Table of Contents

Memory Benchmark — Getting Started

Status: beta. The memory benchmark drives the agent under test through multi-turn, multi-scenario memory stress tests via the MemoryBenchmarkRunner and grades responses with the per-scenario MemoryJudge. It is a memory-architecture diagnostic, not a published-academic baseline (see the sibling longmemeval family for that).

Coverage: 5 presets — quick (3 categories, CI-friendly), standard (8 categories incl. Abstention + Preference Extraction), full (12 categories incl. cross-session, conflict resolution, multi-session reasoning), diagnostic (same as Full with maximum context pressure ~50K+ tokens), and overflow (Standard categories with 192K target on a 128K window — POWER-USER, deliberately stresses context-window saturation).

What this measures

The memory benchmark stresses agent memory architecture across retention, temporal-reasoning, noise-resilience, reach-back-depth, fact-update-handling, multi-topic-juggling, abstention (hallucination detection), preference-extraction, cross-session, reducer-fidelity, conflict-resolution, and multi-session-reasoning dimensions. Each preset configures a weighted set of categories; the MemoryBenchmarkRunner injects synthetic conversation history, asks targeted recall questions, and grades responses via the LLM MemoryJudge.

What IS tested: the agent's end-to-end ability to recall, update, abstain, and reason across multi-turn / multi-session conversation state — under varying levels of noise and context pressure. What is NOT tested: the agent's internal architecture choices in isolation (reducer impl, vector-store backend, embedding model) — those are inferred from end-to-end behaviour, not directly inspected. For paper-comparable single-session memory baselines, see the sibling longmemeval family.

Scope and omissions

  • Covered (with rationale per item):
    • 12 distinct memory dimensions across the Full preset — each targets a specific failure mode of memory-equipped agents.
    • Configurable context pressure (TargetTokensOverride) — lets diagnostic / overflow presets stress agents past nominal context limits.
    • Configurable overflow filler turns (OverflowCallsOverride) — for graduated context-saturation tests beyond raw injection.
    • Per-category weights — composite score reflects the operator's relative concern across dimensions.
    • LLM-graded responses via MemoryJudge — semantic grading, not regex/exact-match.
    • Abstention category — explicitly grades the agent's willingness to say "I don't know" rather than hallucinate.
  • Out of scope (with rationale):
    • Memory architecture introspection (reducer impl, vector store, embedding model) — black-box evaluation only.
    • Cross-agent comparison without baseline calibration — different agents stress different categories differently; calibrate per-agent before tracking deltas.
    • Code-grader fallback — when the LLM judge fails the category falls through with a judge-failure marker; no syntactic / regex fallback.
    • Multi-language scenarios — English-only.
    • Single-session paper-comparable baselines — use the longmemeval family for that.
    • Pure-tool-call memory testing (e.g. "remember to call this tool with this arg") — the scenarios target conversational recall, not tool-state.

Presets

Sourced verbatim from BenchmarkFamilyRegistry (see src/AgentEval.Memory/MemoryBenchmarkRegistration.cs:43-47).

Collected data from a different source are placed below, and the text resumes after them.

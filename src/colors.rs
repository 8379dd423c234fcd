// Copyright (c) 2024-2025 Jesse Morgan / Morgan Forge
// SPDX-License-Identifier: AGPL-3.0-or-later

//! ANSI color codes and status symbols for terminal output.
//!
//! Color usage conventions:
//! - RED = errors, failed tasks
//! - GREEN = success, completed tasks
//! - YELLOW = warnings, paused tasks
//! - CYAN = active tasks, headings
//! - DIM = secondary text, removed tasks

use crate::rpc::TaskStatus;

pub const RESET: &str = "\x1b[0m";
pub const BOLD: &str = "\x1b[1m";
pub const DIM: &str = "\x1b[2m";
pub const RED: &str = "\x1b[31m";
pub const GREEN: &str = "\x1b[32m";
pub const YELLOW: &str = "\x1b[33m";
pub const BLUE: &str = "\x1b[34m";
pub const CYAN: &str = "\x1b[36m";
pub const BRIGHT_CYAN: &str = "\x1b[96m";

/// Status prefixes for CLI messages.
pub mod symbols {
    pub const SUCCESS: &str = "[✓]";
    pub const ERROR: &str = "[✗]";
    pub const WARNING: &str = "[!]";
    pub const PROGRESS_FULL: &str = "█";
    pub const PROGRESS_EMPTY: &str = "░";
}

/// Color for a task status.
pub fn status_color(status: TaskStatus) -> &'static str {
    match status {
        TaskStatus::Active => CYAN,
        TaskStatus::Waiting => BLUE,
        TaskStatus::Paused => YELLOW,
        TaskStatus::Complete => GREEN,
        TaskStatus::Error => RED,
        TaskStatus::Removed | TaskStatus::Unknown => DIM,
    }
}

/// Render a progress bar for a fraction in `[0.0, 1.0]`.
pub fn progress_bar(ratio: f64, width: usize) -> String {
    let ratio = if ratio.is_finite() { ratio.clamp(0.0, 1.0) } else { 0.0 };
    let filled = ((ratio * width as f64).round() as usize).min(width);
    let color = if filled == width { GREEN } else { CYAN };

    format!(
        "{}{}{}{}",
        color,
        symbols::PROGRESS_FULL.repeat(filled),
        symbols::PROGRESS_EMPTY.repeat(width - filled),
        RESET
    )
}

Preset Description (verbatim) Cost tier Typical entry count Approx. LLM cost
quick 3 categories (basic retention, temporal, noise) — CI-friendly Medium ~3 categories x ~5 scenarios each = ~15 scenario invocations ~$0.20 - $0.80 against gpt-4o-mini
standard 8 categories including Abstention + Preference Extraction High ~8 categories x ~5-10 scenarios = ~40-80 invocations ~$1.00 - $4.00
full 12 categories including cross-session, conflict resolution, multi-session reasoning High ~12 categories x ~5-10 scenarios = ~60-120 invocations ~$2.00 - $8.00
diagnostic Same categories as Full with maximum context pressure (~50K+ tokens) High Full's 12 categories with extended context — POWER-USER preset ~$5.00 - $20.00 (context-pressure inflates judge prompt sizes)
overflow 8 categories with context overflow (192K target on 128K window) High Standard's 8 categories with deliberate context-window saturation — POWER-USER preset ~$5.00 - $20.00 (context overflow + extended interactions per scenario)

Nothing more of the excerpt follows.